In the structurally normal heart, the sinus knot is located in the high right patio at the superior vena cavaâ??right atrial junction and initiates electrical excitation of the myocardium. The electric impulse takes an inferior and leftward course through the right patio until it reaches the AV knot. The AV knot is an atrial structure positioned between the AV faucets posterior to the aortic stopcock at the apex of the triangle of Koch (which is delineated by the coronary sinus perforation, the tendon of todaro, and the septal pamphlet of the tricuspid stopcock). The AV knot exhibits incremental conduction to the pack of His that penetrates the AV plate, allowing for passage of the electric current to the ventricles. The electricity also travels through the pack of His, in the membranous ventricular septum girdled by separating connective towel. The pack of His, though located in the membranous septum, is covered with myocardial filaments that travel through the membranous and muscular septum. This structure exits on the ventricular crest and peregrination to both pack branches to deliver the electrical impulse to the LV and caravan [4]. Trendsetter leads can be placed via a transvenous or epicardial route, which is largely determined by patient size and the presence of natural heart complaint (CHD). Grown-ups with normal cardiac deconstruction can generally accommodate a transvenous pacing system. Babies and youthful children most generally profit from epicardial trendsetter leads as the nameless tone size limits the capability to accommodate a transvenous lead without increased threat of inhibition. Heightened prevalence rates of venous occlusion and thrombosis and the need for reintervention are challenges seen when implanting transvenous pacing systems in youthful children, especially those importing lower than 10 kg. Also, a small subxiphoid approach is frequently sufficient for a binary-chamber epicardial system in an child or youthful child, making this fashion veritably doable. In those with CHD, intracardiac shunts limit the mileage of transvenous pacing systems due to the increased threat of thromboembolism [5].

References

1. Sweeney MO, Hellkamp AS, Ellenbogen KA (2003) Adverse effect of ventricular pacing on heart failure and atrial fibrillation among patients with normal baseline QRS duration in a clinical trial of pacemaker therapy for sinus node dysfunction. Circulation 107: 2932–2937.

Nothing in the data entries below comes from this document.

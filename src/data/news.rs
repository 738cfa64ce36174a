//! News headlines via an RSS-to-JSON proxy
//!
//! The proxy (rss2json) fetches the configured RSS feed and returns its items
//! as JSON, so no XML parsing happens here.

use std::time::Duration;

use async_trait::async_trait;
use reqwest::Client;
use serde::{Deserialize, Serialize};

use super::{get_json, FetchError};
use crate::config::NewsConfig;
use crate::feature::{CachePolicy, Feature, FeatureKind};
use crate::scheduler::Schedule;
use crate::view::{self, Panel, NEWS_FALLBACK};

/// rss2json conversion endpoint
const RSS2JSON_URL: &str = "https://api.rss2json.com/v1/api.json";

/// Headlines from one feed
#[derive(Debug, Clone, PartialEq, Eq, Serialize, Deserialize)]
pub struct Headlines {
    /// Feed title, e.g. "BBC News"
    pub source: String,
    pub items: Vec<Headline>,
}

#[derive(Debug, Clone, PartialEq, Eq, Serialize, Deserialize)]
pub struct Headline {
    pub title: String,
    pub link: String,
}

/// News ticker feature
#[derive(Debug, Clone)]
pub struct NewsSource {
    client: Client,
    proxy_url: String,
    feed_url: String,
    max_headlines: usize,
    ttl: Duration,
    interval: Duration,
}

impl NewsSource {
    pub fn from_config(client: Client, config: &NewsConfig) -> Self {
        Self {
            client,
            proxy_url: RSS2JSON_URL.to_string(),
            feed_url: config.feed_url.clone(),
            max_headlines: config.max_headlines,
            ttl: Duration::from_secs(config.ttl_secs),
            interval: Duration::from_secs(config.interval_secs),
        }
    }

    /// Points the source at a different proxy
    pub fn with_proxy_url(mut self, proxy_url: impl Into<String>) -> Self {
        self.proxy_url = proxy_url.into();
        self
    }
}

#[async_trait]
impl Feature for NewsSource {
    type Raw = FeedResponse;
    type Model = Headlines;

    fn kind(&self) -> FeatureKind {
        FeatureKind::News
    }

    fn schedule(&self) -> Schedule {
        Schedule::Every(self.interval)
    }

    fn cache_policy(&self) -> Option<CachePolicy> {
        Some(CachePolicy::new(FeatureKind::News.key(), self.ttl).with_scope(self.feed_url.clone()))
    }

    async fn fetch(&self) -> Result<Self::Raw, FetchError> {
        get_json(
            self.client
                .get(&self.proxy_url)
                .query(&[("rss_url", self.feed_url.as_str())]),
        )
        .await
    }

    fn transform(&self, raw: Self::Raw) -> Result<Self::Model, FetchError> {
        if raw.status != "ok" {
            let reason = raw.message.unwrap_or_else(|| format!("status {}", raw.status));
            return Err(FetchError::Malformed(format!("feed proxy: {}", reason)));
        }

        let items = raw
            .items
            .into_iter()
            .filter_map(|item| {
                let title = item.title.trim().to_string();
                (!title.is_empty()).then_some(Headline {
                    title,
                    link: item.link,
                })
            })
            .take(self.max_headlines)
            .collect();

        let source = raw
            .feed
            .map(|feed| feed.title.trim().to_string())
            .filter(|title| !title.is_empty())
            .unwrap_or_else(|| "Headlines".to_string());

        Ok(Headlines { source, items })
    }

    fn render(&self, model: &Self::Model) -> Panel {
        view::render_news(model)
    }

    fn fallback(&self) -> Panel {
        Panel::unavailable(FeatureKind::News, NEWS_FALLBACK)
    }
}

/// rss2json response
#[derive(Debug, Deserialize)]
pub struct FeedResponse {
    status: String,
    #[serde(default)]
    message: Option<String>,
    #[serde(default)]
    feed: Option<FeedMeta>,
    #[serde(default)]
    items: Vec<FeedItem>,
}

#[derive(Debug, Deserialize)]
struct FeedMeta {
    #[serde(default)]
    title: String,
}

#[derive(Debug, Deserialize)]
struct FeedItem {
    title: String,
    #[serde(default)]
    link: String,
}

2. Little WC, Reeves RC, Arciniegas J, Katholi RE, Rogers EW (1982) Mechanism of abnormal interventricular septal motion during delayed left ventricular activation. Circulation 65:1486–1491.
3. Shimony A (2012) Beneficial effects of RV non-apical vs. apical pacing: a systematic review and meta-analysis or randomized-controlled trials. Europace 14: 81–91.
4. Sharma PS, Ellenbogen KA, Trohman RG (2017) Permanent his bundle pacing: the past, present, and future. J Cardiovasc Electrophysiol 28: 458–465.
5. Zhang XH, Chen H, Siu CW (2008) New-onset heart failure after permanent right ventricular apical pacing in patients with acquired high-grade atrioventricular block and normal left ventricular function. J Cardiovasc Electrophysiol 19: 136–141.